Stored items from a collection:
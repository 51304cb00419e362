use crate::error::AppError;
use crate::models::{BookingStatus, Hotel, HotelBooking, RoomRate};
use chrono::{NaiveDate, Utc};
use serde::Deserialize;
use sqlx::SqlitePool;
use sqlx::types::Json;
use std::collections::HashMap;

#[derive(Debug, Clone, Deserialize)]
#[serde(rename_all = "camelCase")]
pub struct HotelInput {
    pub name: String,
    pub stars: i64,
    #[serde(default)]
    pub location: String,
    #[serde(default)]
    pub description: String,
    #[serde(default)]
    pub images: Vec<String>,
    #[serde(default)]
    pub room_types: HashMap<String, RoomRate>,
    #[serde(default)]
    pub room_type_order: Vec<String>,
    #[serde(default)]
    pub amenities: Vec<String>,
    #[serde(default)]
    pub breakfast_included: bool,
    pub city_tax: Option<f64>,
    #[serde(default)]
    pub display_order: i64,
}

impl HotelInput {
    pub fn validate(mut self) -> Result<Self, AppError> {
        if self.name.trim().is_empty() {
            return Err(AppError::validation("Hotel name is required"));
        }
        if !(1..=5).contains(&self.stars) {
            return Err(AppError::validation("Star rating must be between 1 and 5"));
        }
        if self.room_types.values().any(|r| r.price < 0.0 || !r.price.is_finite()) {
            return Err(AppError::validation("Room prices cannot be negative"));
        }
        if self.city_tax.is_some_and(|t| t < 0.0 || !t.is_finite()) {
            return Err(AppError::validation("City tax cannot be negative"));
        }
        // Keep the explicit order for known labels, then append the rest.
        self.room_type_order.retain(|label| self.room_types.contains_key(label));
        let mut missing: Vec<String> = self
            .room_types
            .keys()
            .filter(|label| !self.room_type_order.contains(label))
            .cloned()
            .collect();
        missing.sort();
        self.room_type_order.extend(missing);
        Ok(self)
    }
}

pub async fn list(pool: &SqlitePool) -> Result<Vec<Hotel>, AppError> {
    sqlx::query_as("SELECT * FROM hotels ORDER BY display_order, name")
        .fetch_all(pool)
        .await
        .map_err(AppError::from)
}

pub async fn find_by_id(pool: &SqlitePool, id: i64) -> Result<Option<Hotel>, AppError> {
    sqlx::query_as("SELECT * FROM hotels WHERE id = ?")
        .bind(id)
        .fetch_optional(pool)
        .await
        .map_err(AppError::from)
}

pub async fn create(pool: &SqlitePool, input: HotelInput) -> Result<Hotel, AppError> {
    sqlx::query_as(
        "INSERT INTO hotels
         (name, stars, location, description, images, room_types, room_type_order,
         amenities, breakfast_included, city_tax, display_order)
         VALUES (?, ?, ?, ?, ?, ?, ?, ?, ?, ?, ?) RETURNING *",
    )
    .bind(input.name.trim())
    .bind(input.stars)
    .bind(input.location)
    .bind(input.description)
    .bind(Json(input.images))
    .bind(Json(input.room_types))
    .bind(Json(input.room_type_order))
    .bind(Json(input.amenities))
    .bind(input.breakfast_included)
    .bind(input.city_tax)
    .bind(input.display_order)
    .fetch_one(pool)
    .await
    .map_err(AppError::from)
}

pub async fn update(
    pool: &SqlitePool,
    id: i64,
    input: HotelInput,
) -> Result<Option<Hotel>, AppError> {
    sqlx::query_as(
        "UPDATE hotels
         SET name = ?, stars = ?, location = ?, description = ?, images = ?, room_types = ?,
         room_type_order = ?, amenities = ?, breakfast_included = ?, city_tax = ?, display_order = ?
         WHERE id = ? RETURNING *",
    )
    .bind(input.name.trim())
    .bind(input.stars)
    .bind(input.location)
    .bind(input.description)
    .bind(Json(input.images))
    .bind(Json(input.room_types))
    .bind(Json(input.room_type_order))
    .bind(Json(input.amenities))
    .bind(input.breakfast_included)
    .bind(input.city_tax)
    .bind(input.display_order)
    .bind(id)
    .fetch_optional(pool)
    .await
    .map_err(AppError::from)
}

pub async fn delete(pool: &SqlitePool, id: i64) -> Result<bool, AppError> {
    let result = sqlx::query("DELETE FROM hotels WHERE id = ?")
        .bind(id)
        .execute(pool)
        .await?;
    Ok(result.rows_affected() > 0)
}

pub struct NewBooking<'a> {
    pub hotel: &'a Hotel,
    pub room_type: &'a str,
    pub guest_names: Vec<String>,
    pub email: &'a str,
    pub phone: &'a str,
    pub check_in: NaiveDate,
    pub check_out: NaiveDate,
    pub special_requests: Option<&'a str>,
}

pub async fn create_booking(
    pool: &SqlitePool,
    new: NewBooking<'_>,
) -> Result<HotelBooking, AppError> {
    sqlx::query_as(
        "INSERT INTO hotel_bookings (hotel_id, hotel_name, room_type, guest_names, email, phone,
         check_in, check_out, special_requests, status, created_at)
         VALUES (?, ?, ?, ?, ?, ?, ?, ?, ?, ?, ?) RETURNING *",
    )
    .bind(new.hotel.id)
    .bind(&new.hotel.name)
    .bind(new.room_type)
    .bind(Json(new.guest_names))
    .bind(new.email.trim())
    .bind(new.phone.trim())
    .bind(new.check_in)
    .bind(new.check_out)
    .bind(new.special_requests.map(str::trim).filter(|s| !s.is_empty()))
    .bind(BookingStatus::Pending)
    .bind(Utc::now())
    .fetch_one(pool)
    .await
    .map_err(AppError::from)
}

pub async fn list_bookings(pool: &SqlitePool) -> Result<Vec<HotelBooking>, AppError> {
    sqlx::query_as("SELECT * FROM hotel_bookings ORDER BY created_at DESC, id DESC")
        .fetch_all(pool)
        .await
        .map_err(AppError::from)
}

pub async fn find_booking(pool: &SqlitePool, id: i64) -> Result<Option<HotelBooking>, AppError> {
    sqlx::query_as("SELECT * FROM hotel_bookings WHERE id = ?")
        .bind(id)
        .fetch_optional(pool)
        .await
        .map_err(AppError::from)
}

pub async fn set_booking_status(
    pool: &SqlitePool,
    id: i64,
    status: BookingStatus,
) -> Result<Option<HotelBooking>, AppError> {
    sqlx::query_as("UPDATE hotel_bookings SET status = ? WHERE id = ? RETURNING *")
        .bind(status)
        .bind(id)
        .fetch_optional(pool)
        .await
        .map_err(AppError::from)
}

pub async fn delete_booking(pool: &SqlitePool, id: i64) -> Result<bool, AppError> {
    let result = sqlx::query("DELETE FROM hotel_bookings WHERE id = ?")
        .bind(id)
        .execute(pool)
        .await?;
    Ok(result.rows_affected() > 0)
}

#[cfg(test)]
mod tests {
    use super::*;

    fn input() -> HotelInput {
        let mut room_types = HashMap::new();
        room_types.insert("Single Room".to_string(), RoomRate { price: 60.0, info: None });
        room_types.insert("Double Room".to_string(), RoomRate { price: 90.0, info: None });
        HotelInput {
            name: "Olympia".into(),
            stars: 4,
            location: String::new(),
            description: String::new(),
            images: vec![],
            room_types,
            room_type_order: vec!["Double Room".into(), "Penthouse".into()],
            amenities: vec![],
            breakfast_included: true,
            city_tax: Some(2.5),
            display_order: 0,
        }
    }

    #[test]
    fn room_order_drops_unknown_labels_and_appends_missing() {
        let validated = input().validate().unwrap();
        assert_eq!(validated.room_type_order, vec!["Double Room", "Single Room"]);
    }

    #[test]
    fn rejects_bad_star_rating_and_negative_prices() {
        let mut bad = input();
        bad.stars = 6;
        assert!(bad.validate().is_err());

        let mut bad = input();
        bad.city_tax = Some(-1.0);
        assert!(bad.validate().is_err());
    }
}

* * *

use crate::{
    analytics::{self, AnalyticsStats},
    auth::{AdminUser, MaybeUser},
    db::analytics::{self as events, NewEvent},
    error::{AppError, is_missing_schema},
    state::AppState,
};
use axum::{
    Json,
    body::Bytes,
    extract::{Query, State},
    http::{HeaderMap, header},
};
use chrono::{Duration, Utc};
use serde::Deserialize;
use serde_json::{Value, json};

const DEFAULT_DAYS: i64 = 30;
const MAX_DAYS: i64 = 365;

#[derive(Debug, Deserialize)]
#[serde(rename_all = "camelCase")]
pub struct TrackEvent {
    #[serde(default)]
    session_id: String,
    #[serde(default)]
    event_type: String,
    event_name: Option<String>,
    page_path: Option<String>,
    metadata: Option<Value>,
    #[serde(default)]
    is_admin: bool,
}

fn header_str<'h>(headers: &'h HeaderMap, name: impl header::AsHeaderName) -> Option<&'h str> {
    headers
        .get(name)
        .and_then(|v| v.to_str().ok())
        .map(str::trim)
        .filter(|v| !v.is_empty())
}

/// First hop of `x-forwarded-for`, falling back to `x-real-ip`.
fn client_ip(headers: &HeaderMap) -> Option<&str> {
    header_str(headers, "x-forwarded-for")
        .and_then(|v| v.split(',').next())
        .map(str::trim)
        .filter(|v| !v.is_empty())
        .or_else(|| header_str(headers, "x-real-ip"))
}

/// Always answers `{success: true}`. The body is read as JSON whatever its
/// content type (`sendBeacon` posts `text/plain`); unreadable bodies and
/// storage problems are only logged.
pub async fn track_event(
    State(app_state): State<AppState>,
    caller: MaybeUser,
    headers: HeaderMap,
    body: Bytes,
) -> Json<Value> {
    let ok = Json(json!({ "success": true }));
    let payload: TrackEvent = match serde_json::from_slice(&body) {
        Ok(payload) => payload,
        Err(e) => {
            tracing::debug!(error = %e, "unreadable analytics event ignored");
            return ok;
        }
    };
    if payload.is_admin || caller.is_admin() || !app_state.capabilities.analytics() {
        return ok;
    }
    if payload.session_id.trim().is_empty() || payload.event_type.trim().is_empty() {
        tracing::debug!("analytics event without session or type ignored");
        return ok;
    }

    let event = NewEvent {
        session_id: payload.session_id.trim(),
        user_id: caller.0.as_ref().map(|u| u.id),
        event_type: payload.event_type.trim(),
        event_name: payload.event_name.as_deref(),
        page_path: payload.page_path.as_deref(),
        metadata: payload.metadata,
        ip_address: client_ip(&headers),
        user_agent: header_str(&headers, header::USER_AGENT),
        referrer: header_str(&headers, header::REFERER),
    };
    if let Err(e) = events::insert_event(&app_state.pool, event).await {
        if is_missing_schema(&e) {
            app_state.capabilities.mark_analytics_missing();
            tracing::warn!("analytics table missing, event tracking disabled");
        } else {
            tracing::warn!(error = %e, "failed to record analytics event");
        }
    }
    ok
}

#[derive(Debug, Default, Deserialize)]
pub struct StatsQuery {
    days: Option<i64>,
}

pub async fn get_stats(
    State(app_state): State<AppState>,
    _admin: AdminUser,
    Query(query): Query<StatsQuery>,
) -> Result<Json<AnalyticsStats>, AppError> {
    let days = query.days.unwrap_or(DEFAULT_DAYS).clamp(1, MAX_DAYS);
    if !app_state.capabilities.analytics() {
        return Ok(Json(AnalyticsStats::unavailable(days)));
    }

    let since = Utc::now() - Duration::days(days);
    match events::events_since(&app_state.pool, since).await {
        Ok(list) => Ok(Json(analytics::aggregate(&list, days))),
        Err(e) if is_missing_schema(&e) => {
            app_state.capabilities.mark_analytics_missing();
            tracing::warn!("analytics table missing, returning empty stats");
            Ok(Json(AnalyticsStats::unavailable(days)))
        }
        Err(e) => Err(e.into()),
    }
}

==

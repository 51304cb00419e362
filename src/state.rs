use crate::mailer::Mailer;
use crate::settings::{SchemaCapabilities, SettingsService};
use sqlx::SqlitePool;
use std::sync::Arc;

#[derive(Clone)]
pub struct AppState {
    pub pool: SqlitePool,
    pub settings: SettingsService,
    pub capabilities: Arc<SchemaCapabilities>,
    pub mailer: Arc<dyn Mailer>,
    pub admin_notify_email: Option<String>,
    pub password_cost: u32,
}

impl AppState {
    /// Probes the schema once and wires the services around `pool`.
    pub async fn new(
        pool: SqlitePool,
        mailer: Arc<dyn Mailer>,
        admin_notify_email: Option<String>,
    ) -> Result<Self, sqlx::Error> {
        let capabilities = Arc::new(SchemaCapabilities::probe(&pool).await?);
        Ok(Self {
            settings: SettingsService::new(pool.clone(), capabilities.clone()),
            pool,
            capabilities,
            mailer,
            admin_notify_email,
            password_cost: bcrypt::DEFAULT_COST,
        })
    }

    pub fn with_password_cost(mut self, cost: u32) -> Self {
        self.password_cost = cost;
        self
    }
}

▶ [What is required] Look through the entries and copy every line in which the string "validated" appears.

▶ [Answer]
        let validated = input().validate().unwrap();
        assert_eq!(validated.room_type_order, vec!["Double Room", "Single Room"]);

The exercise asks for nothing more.